> **TASK TO COMPLETE**
Transcribe precisely, and only, the lines beginning at the line containing "let sum = self" and ending at the final line of the material below.

> **RECORD EXTRACTS**
*** Block opens ***
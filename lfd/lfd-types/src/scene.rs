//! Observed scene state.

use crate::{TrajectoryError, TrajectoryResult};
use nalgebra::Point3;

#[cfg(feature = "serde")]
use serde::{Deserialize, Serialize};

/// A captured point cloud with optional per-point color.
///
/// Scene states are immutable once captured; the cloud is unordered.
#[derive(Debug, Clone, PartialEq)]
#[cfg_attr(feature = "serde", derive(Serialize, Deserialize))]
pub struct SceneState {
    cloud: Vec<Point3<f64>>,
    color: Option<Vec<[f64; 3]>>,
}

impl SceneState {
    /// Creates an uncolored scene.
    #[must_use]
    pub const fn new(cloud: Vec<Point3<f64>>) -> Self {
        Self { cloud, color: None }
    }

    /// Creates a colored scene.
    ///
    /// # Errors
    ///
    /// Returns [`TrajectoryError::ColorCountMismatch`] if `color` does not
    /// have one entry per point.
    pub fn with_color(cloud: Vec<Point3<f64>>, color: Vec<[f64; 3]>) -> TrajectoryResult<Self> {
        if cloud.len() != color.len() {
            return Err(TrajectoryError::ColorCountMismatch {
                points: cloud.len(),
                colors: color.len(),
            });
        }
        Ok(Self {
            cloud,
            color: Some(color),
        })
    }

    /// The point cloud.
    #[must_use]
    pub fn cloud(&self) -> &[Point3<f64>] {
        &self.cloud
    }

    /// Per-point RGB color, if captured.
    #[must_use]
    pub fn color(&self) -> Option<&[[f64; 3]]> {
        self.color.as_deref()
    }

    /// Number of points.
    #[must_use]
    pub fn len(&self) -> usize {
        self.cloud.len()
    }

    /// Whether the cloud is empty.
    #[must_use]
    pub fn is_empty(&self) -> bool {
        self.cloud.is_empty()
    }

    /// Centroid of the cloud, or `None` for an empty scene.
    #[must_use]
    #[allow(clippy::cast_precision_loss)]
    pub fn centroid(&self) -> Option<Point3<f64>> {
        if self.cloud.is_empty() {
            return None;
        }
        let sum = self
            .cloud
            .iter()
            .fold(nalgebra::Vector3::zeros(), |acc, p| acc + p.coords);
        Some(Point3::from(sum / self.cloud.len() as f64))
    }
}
*** Block closes ***
> **RESPONSE TO THIS EXERCISE**
        let sum = self
            .cloud
            .iter()
            .fold(nalgebra::Vector3::zeros(), |acc, p| acc + p.coords);
        Some(Point3::from(sum / self.cloud.len() as f64))
    }
}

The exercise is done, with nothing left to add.